Items listed in a dataset
________________________

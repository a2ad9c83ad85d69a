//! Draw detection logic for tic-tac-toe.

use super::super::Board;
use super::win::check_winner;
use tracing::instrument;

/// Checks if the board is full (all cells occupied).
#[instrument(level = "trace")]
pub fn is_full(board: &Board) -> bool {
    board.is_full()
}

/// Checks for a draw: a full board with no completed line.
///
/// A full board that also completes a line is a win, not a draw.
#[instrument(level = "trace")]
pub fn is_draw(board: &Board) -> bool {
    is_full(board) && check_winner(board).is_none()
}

________________________

● **The problem**:
What lines above contain the word "bool"? Please copy each one.

● **Written response**:
pub fn is_full(board: &Board) -> bool {
pub fn is_draw(board: &Board) -> bool {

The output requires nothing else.